The tree-sitter-csharp parser fails and produces a root ERROR node when encountering a C# attribute that is conditionally compiled using #if/#endif, if the member (e.g., method, class) that the attribute applies to is not also enclosed within the same conditional compilation block.

Environment:

  • py-tree-sitter version: 0.24.0
  • tree-sitter-language-pack version: 0.7.3
  • tree-sitter-csharp grammar version: 0.23.1
  • tree-sitter-embedded-template grammar version: 0.23.2
  • Operating System: macOS Sonoma 14.5

Minimal Reproducible Example:

// test_conditional_attribute.cs
namespace TestNs
{
    public class TestClass
    {
#if SOME_CONDITION // This can be any valid preprocessor symbol
        [System.Obsolete("Conditional attribute")] // Attribute is conditional
#endif
        public void MyMethod() // Method is NOT conditional in the same block
        {
            // Method body
        }
    }
}

Observed Behavior:
When parsing the above code, the tree.root_node.type is ERROR and tree.root_node.has_error is True.
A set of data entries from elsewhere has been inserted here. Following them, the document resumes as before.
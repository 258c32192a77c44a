//! Remote Shell Port
//!
//! Every remote operation is one shell command executed on the target host.
//! Stages build commands and interpret exit status and output; the
//! transport (ssh) lives in infrastructure.

use crate::domain::entities::EnvironmentProfile;
use thiserror::Error;

/// Captured result of one remote command
#[derive(Debug, Clone, PartialEq, Eq, Default)]
pub struct CommandOutput {
    /// Exit code (`None` if the process was killed by a signal)
    pub code: Option<i32>,
    pub stdout: String,
    pub stderr: String,
}

impl CommandOutput {
    pub fn success(stdout: impl Into<String>) -> Self {
        Self {
            code: Some(0),
            stdout: stdout.into(),
            stderr: String::new(),
        }
    }

    pub fn failure(code: i32, stderr: impl Into<String>) -> Self {
        Self {
            code: Some(code),
            stdout: String::new(),
            stderr: stderr.into(),
        }
    }

    pub fn is_success(&self) -> bool {
        self.code == Some(0)
    }

    /// Short reason for a failed command: stderr, else stdout, else exit code.
    pub fn failure_reason(&self) -> String {
        let stderr = self.stderr.trim();
        if !stderr.is_empty() {
            return last_lines(stderr, 5);
        }
        let stdout = self.stdout.trim();
        if !stdout.is_empty() {
            return last_lines(stdout, 5);
        }
        match self.code {
            Some(code) => format!("exit code {}", code),
            None => "terminated by signal".to_string(),
        }
    }
}

fn last_lines(text: &str, n: usize) -> String {
    let lines: Vec<&str> = text.lines().collect();
    let start = lines.len().saturating_sub(n);
    lines[start..].join("\n")
}

/// Transport-level failure: the command could not be executed at all
#[derive(Debug, Clone, Error, PartialEq, Eq)]
pub enum ShellError {
    #[error("failed to spawn {program}: {message}")]
    Spawn { program: String, message: String },
    #[error("connection to {target} failed: {message}")]
    Connection { target: String, message: String },
}

pub trait RemoteShell: Send + Sync {
    /// `user@host` of the session, for messages
    fn target(&self) -> String;

    /// Run a command through the remote login shell.
    fn run(&self, command: &str) -> Result<CommandOutput, ShellError>;

    /// Run a command with `input` written to its stdin.
    fn run_with_input(&self, command: &str, input: &[u8]) -> Result<CommandOutput, ShellError>;
}

/// Opens remote shells for a resolved profile.
pub trait RemoteConnector: Send + Sync {
    fn connect(&self, profile: &EnvironmentProfile) -> Box<dyn RemoteShell>;
}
The error seems to encompass a large portion of the file, starting very early if this pattern appears near the top of a declaration.

Expected Behavior:
The parser should correctly parse this valid C# construct, associating the conditional attribute with MyMethod if SOME_CONDITION were true (tree-sitter parses structure, not evaluating defines), or parsing MyMethod without the attribute if SOME_CONDITION were false. The root node should be compilation_unit and has_error should be False.

Note:
If the entire method declaration (including the attribute) is wrapped in the #if/#endif block, it parses correctly:

// This parses correctly:
namespace TestNs
{
    public class TestClass
    {
#if SOME_CONDITION
        [System.Obsolete("Conditional attribute")]
        public void MyMethod() 
        {
            // Method body
        }
#endif
    }
}

This suggests an issue with handling preprocessor directives that "interrupt" the expected contiguity between an attribute and the member it decorates. The grammar.js for tree-sitter-csharp often includes preprocessor directives in extras, which should theoretically allow them in many places, but this specific pattern seems to expose a limitation.